I Never Cry

I Never Cry ★★★★½

Una diciassettenne polacca va da sola in Irlanda per sbrigare le pratiche burocratiche e riportare a casa la salma di suo padre. Attraverso l'interpretazione più pratica, Jak najdalej stad (titolo originale) è un confronto tra due culture differenti: la giovanissima protagonista entra in contatto con una cultura in cui c'è un netto distacco sociale tra le persone, le quali si differenziano in base al paese di provenienza.
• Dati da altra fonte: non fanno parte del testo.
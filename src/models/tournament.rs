//! Tournament: the caller-held snapshot of competitors, fixtures and playoff scores.

use crate::logic::{
    compute_standings, generate_fixtures, init_roster, parse_score, resolve_bracket, standings_csv,
};
use crate::models::bracket::Bracket;
use crate::models::competitor::{Competitor, StandingsRow};
use crate::models::game::{Fixture, PlayoffMatches, PlayoffRound, Side};
use chrono::{DateTime, Utc};
use serde::{Deserialize, Serialize};
use uuid::Uuid;

/// Largest roster accepted when (re)configuring a tournament.
pub const MAX_COMPETITORS: usize = 64;

/// Roster size used when none is given.
pub const DEFAULT_COMPETITORS: usize = 4;

/// Errors that can occur while editing a tournament.
#[derive(Clone, Debug, Eq, PartialEq)]
pub enum TournamentError {
    /// Requested roster is larger than `MAX_COMPETITORS`.
    TooManyCompetitors { max: usize, requested: usize },
    /// No competitor at this roster index.
    CompetitorNotFound(usize),
    /// No fixture at this index.
    FixtureNotFound(usize),
    /// Score text is neither empty nor a non-negative integer.
    InvalidScore(String),
    /// Writing the standings export failed.
    Export(String),
}

impl std::fmt::Display for TournamentError {
    fn fmt(&self, f: &mut std::fmt::Formatter<'_>) -> std::fmt::Result {
        match self {
            TournamentError::TooManyCompetitors { max, requested } => {
                write!(f, "At most {} teams are supported (requested {})", max, requested)
            }
            TournamentError::CompetitorNotFound(index) => write!(f, "No team at position {}", index),
            TournamentError::FixtureNotFound(index) => write!(f, "No match at position {}", index),
            TournamentError::InvalidScore(text) => write!(f, "Score must be a whole number, got {:?}", text),
            TournamentError::Export(reason) => write!(f, "Could not export standings: {}", reason),
        }
    }
}

impl std::error::Error for TournamentError {}

/// Unique identifier for a tournament.
pub type TournamentId = Uuid;

/// Full working set of one tournament. Standings and bracket are derived on demand.
#[derive(Clone, Debug, Serialize, Deserialize)]
pub struct Tournament {
    pub id: TournamentId,
    /// When the current roster was created (reset and reconfigure refresh it).
    pub created_at: DateTime<Utc>,
    /// Never reordered; fixtures refer to competitors by position.
    pub competitors: Vec<Competitor>,
    pub fixtures: Vec<Fixture>,
    pub playoffs: PlayoffMatches,
}

impl Tournament {
    /// Create a tournament with `count` competitors, every fixture and playoff score unset.
    pub fn new(count: usize) -> Result<Self, TournamentError> {
        check_count(count)?;
        Ok(Self {
            id: Uuid::new_v4(),
            created_at: Utc::now(),
            competitors: init_roster(count),
            fixtures: generate_fixtures(count),
            playoffs: PlayoffMatches::default(),
        })
    }

    pub fn competitor_count(&self) -> usize {
        self.competitors.len()
    }

    /// Replace competitors, fixtures and playoff scores with a fresh set for `count` teams.
    /// On error nothing is changed.
    pub fn configure(&mut self, count: usize) -> Result<(), TournamentError> {
        check_count(count)?;
        self.competitors = init_roster(count);
        self.fixtures = generate_fixtures(count);
        self.playoffs = PlayoffMatches::default();
        self.created_at = Utc::now();
        log::info!("Tournament {} configured with {} team(s)", self.id, count);
        Ok(())
    }

    /// Discard names and every score, keeping the current team count.
    pub fn reset(&mut self) {
        let count = self.competitor_count();
        self.competitors = init_roster(count);
        self.fixtures = generate_fixtures(count);
        self.playoffs = PlayoffMatches::default();
        self.created_at = Utc::now();
        log::info!("Tournament {} reset ({} team(s))", self.id, count);
    }

    /// Change a competitor's display name. Any text is accepted, including empty.
    pub fn rename_competitor(&mut self, index: usize, name: impl Into<String>) -> Result<(), TournamentError> {
        let competitor = self
            .competitors
            .get_mut(index)
            .ok_or(TournamentError::CompetitorNotFound(index))?;
        competitor.name = name.into();
        Ok(())
    }

    /// Set one side of a round-robin fixture from free-form text. Empty text clears it.
    pub fn set_fixture_score(&mut self, fixture_index: usize, side: Side, value: &str) -> Result<(), TournamentError> {
        let score = parse_score(value)?;
        let fixture = self
            .fixtures
            .get_mut(fixture_index)
            .ok_or(TournamentError::FixtureNotFound(fixture_index))?;
        *fixture.score_mut(side) = score;
        log::debug!("Tournament {} fixture {} {:?} score -> {:?}", self.id, fixture_index, side, score);
        Ok(())
    }

    /// Set one side of a playoff match from free-form text. Empty text clears it.
    pub fn set_playoff_score(&mut self, round: PlayoffRound, side: Side, value: &str) -> Result<(), TournamentError> {
        let score = parse_score(value)?;
        *self.playoffs.get_mut(round).score_mut(side) = score;
        log::debug!("Tournament {} {:?} {:?} score -> {:?}", self.id, round, side, score);
        Ok(())
    }

    /// Ranked standings, recomputed from every fixture.
    pub fn standings(&self) -> Vec<StandingsRow> {
        compute_standings(&self.competitors, &self.fixtures)
    }

    /// Playoff bracket seeded from fresh standings.
    pub fn bracket(&self) -> Bracket {
        let standings = self.standings();
        resolve_bracket(
            &standings,
            &self.playoffs.semifinal1,
            &self.playoffs.semifinal2,
            &self.playoffs.championship,
        )
    }

    /// Current standings as CSV text.
    pub fn standings_csv(&self) -> Result<String, TournamentError> {
        standings_csv(&self.standings())
    }
}

fn check_count(count: usize) -> Result<(), TournamentError> {
    if count > MAX_COMPETITORS {
        return Err(TournamentError::TooManyCompetitors {
            max: MAX_COMPETITORS,
            requested: count,
        });
    }
    Ok(())
}
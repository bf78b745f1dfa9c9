//! Standings: rank competitors from the full set of round-robin results.

use crate::models::{Competitor, Fixture, StandingsRow};

/// Recompute every competitor's record from scratch and rank them.
///
/// 1. Start from the roster with all stats cleared (stats on the input are ignored).
/// 2. For each fixture with both scores set, add points both ways; the higher score
///    gets a win and the other a loss. An equal score only adds points.
/// 3. Fixtures with a missing score are skipped.
/// 4. Sort by wins, then point differential, both descending. The sort is stable, so
///    competitors still level keep their roster order.
pub fn compute_standings(competitors: &[Competitor], fixtures: &[Fixture]) -> Vec<StandingsRow> {
    let mut records: Vec<(usize, Competitor)> = competitors
        .iter()
        .map(Competitor::with_cleared_stats)
        .enumerate()
        .collect();

    for fixture in fixtures {
        let (Some(s1), Some(s2)) = (fixture.score_1, fixture.score_2) else {
            continue;
        };
        let (i, j) = (fixture.team_1_index, fixture.team_2_index);
        if i == j || i >= records.len() || j >= records.len() {
            log::warn!("Skipping fixture with invalid pairing ({}, {})", i, j);
            continue;
        }
        records[i].1.record_result(s1, s2);
        records[j].1.record_result(s2, s1);
    }

    records.sort_by(|(_, a), (_, b)| {
        b.wins
            .cmp(&a.wins)
            .then_with(|| b.point_differential().cmp(&a.point_differential()))
    });

    records
        .into_iter()
        .enumerate()
        .map(|(pos, (index, competitor))| StandingsRow {
            rank: pos + 1,
            index,
            point_differential: competitor.point_differential(),
            competitor,
        })
        .collect()
}
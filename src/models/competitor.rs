//! Competitor and StandingsRow data structures.

use serde::{Deserialize, Serialize};

/// Stable 1-based identity, assigned once at roster creation.
pub type CompetitorId = u32;

/// A team entered in the tournament. Stats are always recomputed from fixtures.
#[derive(Clone, Debug, Eq, PartialEq, Serialize, Deserialize)]
pub struct Competitor {
    pub id: CompetitorId,
    pub name: String,
    pub wins: u32,
    pub losses: u32,
    pub points_for: u64,
    pub points_against: u64,
}

impl Competitor {
    /// Create a competitor named `Team {id}` with zeroed stats.
    pub fn new(id: CompetitorId) -> Self {
        Self {
            id,
            name: format!("Team {id}"),
            wins: 0,
            losses: 0,
            points_for: 0,
            points_against: 0,
        }
    }

    /// Same competitor with every stat set back to zero (name and id kept).
    pub fn with_cleared_stats(&self) -> Self {
        Self {
            wins: 0,
            losses: 0,
            points_for: 0,
            points_against: 0,
            ..self.clone()
        }
    }

    /// Saturates at the `i64` bounds; real totals stay far below them.
    pub fn point_differential(&self) -> i64 {
        let points_for = i64::try_from(self.points_for).unwrap_or(i64::MAX);
        let points_against = i64::try_from(self.points_against).unwrap_or(i64::MAX);
        points_for.saturating_sub(points_against)
    }

    /// Record a completed fixture from this competitor's point of view.
    pub fn record_result(&mut self, scored: u32, conceded: u32) {
        self.points_for += u64::from(scored);
        self.points_against += u64::from(conceded);
        if scored > conceded {
            self.wins += 1;
        } else if conceded > scored {
            self.losses += 1;
        }
    }
}

/// One ranked line of the standings table. Always derived, never stored.
#[derive(Clone, Debug, Eq, PartialEq, Serialize, Deserialize)]
pub struct StandingsRow {
    /// 1-based position in the ranking.
    pub rank: usize,
    /// Position of the competitor in the roster (what fixtures refer to).
    pub index: usize,
    #[serde(flatten)]
    pub competitor: Competitor,
    pub point_differential: i64,
}

impl StandingsRow {
    pub fn name(&self) -> &str {
        &self.competitor.name
    }
}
Io però nel film ho visto soprattutto una protagonista cazzutissima che, testarda com'è, cerca di adempiere a compiti più grandi di lei.

La scrittura è l'elemento più riuscito del film: non solo la protagonista è caratterizzata (e interpretata magnificamente, da un'attrice esordiente) da una solidità caratteriale incredibile (anche quando compie alcune ingenuità, tutte giustificate), ma anche i personaggi di contorno subiscono una scrittura matura e consapevole (dal semplice addetto alle pompe funebri, al capo di suo padre). Ne fuoriesce così una storia coinvolgente in cui una giovane ragazzina, furbissima ma pur sempre fragile, capovolge il mondo nel tentativo di avere solo quello che le spetta. Un film davvero bello.